ABOUT THIS TASK: For each line below that contains the string "NoticeView", copy that line.

STORED DATA:
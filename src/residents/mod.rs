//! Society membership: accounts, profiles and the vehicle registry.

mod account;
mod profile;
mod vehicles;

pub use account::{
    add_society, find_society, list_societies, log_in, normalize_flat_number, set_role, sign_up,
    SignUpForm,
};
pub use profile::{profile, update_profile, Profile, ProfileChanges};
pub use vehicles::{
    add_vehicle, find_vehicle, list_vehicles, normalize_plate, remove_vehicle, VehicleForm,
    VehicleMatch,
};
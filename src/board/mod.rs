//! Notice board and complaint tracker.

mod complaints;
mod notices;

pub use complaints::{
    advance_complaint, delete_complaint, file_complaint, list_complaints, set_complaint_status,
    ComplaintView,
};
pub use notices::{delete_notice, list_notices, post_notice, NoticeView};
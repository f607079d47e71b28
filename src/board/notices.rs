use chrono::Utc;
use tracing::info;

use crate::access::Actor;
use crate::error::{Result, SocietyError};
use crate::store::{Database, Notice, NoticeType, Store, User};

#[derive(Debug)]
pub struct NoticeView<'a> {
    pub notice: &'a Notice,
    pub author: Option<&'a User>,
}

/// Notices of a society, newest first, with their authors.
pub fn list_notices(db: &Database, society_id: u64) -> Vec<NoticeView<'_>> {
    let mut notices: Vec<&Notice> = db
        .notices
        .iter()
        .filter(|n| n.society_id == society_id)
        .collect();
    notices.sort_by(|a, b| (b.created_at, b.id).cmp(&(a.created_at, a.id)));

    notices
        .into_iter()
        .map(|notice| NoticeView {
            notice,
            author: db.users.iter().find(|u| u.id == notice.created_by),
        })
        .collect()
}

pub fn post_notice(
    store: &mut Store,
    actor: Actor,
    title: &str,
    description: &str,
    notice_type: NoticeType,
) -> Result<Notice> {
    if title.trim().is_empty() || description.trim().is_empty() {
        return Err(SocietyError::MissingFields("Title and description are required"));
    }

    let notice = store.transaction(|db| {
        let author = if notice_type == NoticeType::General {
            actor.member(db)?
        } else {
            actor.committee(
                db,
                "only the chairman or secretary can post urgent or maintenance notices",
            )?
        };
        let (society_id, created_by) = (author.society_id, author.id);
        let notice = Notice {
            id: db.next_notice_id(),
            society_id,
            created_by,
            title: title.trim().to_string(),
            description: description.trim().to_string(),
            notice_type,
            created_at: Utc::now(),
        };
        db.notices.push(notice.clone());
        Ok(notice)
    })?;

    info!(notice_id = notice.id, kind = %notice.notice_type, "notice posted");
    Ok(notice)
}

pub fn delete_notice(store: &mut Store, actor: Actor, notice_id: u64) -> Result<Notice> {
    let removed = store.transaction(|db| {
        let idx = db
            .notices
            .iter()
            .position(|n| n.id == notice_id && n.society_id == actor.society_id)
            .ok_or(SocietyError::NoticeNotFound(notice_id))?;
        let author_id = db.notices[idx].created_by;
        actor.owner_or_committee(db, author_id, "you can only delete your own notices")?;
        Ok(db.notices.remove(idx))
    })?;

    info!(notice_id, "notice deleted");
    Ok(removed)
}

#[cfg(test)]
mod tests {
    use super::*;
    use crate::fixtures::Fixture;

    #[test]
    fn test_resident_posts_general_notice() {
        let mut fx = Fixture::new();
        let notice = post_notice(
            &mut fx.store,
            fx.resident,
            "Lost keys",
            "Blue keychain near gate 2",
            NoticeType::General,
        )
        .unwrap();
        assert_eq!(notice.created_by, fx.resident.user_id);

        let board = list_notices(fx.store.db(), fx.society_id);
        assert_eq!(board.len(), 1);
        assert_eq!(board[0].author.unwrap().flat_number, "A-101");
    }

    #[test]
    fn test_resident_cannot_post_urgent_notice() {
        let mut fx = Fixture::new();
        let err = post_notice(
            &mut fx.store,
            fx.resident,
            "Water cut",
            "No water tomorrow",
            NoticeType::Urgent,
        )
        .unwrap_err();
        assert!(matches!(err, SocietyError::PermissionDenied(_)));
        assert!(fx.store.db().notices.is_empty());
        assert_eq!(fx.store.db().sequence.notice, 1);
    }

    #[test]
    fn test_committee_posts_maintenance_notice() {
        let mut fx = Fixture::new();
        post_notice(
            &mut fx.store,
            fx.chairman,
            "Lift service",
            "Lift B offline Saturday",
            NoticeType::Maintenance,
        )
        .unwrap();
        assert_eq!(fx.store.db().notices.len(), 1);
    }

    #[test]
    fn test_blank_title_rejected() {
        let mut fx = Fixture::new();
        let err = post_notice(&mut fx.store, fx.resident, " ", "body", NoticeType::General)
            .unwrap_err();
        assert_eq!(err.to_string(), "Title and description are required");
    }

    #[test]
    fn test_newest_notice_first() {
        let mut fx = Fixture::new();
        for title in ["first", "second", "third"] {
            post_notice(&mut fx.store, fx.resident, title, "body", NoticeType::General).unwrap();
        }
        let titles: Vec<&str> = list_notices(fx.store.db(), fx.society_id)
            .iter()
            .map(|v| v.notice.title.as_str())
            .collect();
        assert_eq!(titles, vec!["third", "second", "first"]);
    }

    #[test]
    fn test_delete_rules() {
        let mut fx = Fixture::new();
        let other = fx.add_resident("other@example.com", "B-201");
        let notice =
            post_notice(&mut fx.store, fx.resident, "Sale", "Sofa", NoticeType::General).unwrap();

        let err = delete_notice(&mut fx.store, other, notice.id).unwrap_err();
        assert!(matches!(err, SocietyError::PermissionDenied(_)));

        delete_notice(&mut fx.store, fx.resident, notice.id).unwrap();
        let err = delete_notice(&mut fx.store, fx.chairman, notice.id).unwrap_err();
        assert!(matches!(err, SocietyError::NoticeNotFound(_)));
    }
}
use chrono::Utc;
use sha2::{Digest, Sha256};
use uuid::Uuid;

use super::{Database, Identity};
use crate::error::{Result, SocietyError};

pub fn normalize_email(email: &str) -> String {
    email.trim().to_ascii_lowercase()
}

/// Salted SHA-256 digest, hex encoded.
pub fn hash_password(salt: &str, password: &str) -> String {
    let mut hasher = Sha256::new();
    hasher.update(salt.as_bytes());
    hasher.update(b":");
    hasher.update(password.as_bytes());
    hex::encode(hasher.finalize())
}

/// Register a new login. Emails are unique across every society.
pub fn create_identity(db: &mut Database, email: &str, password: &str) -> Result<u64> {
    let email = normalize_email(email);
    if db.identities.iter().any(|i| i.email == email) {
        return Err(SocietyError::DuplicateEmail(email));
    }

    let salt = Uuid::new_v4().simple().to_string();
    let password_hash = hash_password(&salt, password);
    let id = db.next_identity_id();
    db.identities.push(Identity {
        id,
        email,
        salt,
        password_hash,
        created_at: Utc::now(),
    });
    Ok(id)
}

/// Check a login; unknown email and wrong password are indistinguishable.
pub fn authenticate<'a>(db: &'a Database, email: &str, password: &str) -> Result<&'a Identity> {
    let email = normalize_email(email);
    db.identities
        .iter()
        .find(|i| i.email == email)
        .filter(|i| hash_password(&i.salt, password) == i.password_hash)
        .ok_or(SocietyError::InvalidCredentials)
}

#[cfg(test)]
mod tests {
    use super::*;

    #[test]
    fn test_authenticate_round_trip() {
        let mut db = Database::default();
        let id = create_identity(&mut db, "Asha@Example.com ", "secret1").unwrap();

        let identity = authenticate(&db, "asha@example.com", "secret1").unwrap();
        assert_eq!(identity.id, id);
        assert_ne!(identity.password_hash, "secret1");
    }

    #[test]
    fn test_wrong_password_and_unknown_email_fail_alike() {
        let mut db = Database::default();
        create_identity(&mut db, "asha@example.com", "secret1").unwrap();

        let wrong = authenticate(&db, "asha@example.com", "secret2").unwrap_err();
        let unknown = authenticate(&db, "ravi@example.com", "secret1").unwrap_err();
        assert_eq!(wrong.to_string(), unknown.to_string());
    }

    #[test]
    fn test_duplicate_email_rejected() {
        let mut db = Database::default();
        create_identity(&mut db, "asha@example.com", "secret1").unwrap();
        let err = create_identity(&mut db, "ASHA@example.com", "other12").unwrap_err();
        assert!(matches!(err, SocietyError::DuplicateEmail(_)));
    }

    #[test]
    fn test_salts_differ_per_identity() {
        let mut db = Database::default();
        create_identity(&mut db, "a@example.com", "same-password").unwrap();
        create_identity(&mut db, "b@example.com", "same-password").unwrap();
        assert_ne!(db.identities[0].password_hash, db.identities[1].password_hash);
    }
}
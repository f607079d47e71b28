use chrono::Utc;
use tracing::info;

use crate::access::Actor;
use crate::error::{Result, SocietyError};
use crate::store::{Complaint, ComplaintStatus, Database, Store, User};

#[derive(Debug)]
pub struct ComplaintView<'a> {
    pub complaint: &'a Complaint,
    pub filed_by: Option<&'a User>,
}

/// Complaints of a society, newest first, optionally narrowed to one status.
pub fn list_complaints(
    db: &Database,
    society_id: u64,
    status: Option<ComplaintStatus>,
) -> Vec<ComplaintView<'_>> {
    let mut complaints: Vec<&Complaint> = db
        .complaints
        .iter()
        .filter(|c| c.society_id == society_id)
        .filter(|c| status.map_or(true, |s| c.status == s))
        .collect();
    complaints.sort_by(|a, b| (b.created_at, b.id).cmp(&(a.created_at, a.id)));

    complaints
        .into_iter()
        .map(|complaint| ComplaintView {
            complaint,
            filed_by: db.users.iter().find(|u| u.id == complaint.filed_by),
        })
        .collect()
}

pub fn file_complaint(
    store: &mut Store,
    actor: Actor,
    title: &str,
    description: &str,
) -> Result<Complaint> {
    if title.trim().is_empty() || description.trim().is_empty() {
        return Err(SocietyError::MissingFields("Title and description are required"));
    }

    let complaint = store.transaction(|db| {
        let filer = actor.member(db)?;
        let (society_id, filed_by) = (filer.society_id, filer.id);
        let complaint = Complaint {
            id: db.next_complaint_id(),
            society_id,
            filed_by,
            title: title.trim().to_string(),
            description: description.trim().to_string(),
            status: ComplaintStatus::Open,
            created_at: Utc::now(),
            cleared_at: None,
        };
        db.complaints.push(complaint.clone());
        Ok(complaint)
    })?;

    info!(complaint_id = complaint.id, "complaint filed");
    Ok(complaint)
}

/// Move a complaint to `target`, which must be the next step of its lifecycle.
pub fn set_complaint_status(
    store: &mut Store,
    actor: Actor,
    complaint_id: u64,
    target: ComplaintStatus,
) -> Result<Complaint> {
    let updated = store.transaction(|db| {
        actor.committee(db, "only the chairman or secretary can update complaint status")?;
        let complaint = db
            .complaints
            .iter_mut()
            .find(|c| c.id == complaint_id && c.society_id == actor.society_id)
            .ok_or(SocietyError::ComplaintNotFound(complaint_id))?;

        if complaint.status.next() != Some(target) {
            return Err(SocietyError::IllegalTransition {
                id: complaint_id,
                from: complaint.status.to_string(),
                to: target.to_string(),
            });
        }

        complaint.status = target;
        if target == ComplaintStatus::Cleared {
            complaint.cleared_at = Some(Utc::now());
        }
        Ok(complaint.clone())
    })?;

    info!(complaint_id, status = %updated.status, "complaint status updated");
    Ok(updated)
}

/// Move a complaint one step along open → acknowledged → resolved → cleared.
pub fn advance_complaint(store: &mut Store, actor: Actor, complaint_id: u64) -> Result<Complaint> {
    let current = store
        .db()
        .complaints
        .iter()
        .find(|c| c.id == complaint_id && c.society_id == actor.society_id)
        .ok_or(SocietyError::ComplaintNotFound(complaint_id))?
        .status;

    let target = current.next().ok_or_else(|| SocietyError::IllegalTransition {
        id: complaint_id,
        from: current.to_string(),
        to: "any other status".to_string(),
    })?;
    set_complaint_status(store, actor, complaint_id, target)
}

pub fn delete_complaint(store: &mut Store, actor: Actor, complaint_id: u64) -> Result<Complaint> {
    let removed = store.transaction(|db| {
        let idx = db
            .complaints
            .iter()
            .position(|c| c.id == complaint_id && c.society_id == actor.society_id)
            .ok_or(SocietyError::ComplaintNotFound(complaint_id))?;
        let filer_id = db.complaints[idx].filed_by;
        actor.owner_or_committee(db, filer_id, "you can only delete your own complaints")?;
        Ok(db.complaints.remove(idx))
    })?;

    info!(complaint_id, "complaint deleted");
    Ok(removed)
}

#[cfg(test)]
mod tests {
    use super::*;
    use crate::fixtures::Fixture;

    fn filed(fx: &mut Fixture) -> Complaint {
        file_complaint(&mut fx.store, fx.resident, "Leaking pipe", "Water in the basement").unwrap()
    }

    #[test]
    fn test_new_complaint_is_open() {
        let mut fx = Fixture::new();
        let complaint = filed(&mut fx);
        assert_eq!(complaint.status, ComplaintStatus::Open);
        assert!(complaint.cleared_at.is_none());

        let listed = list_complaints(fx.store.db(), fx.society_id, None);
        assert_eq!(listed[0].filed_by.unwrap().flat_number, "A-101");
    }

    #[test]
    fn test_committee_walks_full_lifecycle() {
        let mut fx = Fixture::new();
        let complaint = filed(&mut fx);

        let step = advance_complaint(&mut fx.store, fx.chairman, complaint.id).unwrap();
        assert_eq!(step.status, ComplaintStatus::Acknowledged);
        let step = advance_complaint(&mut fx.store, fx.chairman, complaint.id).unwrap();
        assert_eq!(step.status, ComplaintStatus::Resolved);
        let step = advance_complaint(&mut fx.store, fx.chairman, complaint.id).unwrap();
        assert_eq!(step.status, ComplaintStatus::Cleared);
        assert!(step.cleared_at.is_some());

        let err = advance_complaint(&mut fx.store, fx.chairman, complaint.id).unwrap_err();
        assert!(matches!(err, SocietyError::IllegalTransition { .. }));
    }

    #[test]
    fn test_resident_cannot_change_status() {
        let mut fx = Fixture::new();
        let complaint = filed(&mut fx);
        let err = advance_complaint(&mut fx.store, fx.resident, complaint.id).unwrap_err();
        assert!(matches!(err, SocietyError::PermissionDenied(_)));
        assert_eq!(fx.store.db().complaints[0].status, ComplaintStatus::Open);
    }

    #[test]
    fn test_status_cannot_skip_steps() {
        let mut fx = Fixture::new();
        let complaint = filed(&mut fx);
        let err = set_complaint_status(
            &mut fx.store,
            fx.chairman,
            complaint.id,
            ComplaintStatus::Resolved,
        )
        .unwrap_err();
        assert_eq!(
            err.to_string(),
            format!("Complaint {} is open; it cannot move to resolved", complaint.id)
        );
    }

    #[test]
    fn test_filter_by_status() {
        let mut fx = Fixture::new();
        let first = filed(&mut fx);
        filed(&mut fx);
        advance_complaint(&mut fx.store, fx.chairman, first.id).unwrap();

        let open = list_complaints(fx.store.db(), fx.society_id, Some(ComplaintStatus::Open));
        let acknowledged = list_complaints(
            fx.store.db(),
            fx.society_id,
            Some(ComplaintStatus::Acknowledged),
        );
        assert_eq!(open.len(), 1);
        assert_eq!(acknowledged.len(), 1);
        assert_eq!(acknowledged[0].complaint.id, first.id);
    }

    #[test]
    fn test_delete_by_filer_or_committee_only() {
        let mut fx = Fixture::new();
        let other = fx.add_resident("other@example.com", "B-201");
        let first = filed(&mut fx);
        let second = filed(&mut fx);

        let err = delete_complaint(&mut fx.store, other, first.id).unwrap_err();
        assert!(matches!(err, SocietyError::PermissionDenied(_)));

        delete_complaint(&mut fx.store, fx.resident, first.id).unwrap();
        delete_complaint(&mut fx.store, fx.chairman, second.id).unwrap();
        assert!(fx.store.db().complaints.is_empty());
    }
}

ANSWER FOR THE TASK:
pub use notices::{delete_notice, list_notices, post_notice, NoticeView};
pub struct NoticeView<'a> {
pub fn list_notices(db: &Database, society_id: u64) -> Vec<NoticeView<'_>> {
        .map(|notice| NoticeView {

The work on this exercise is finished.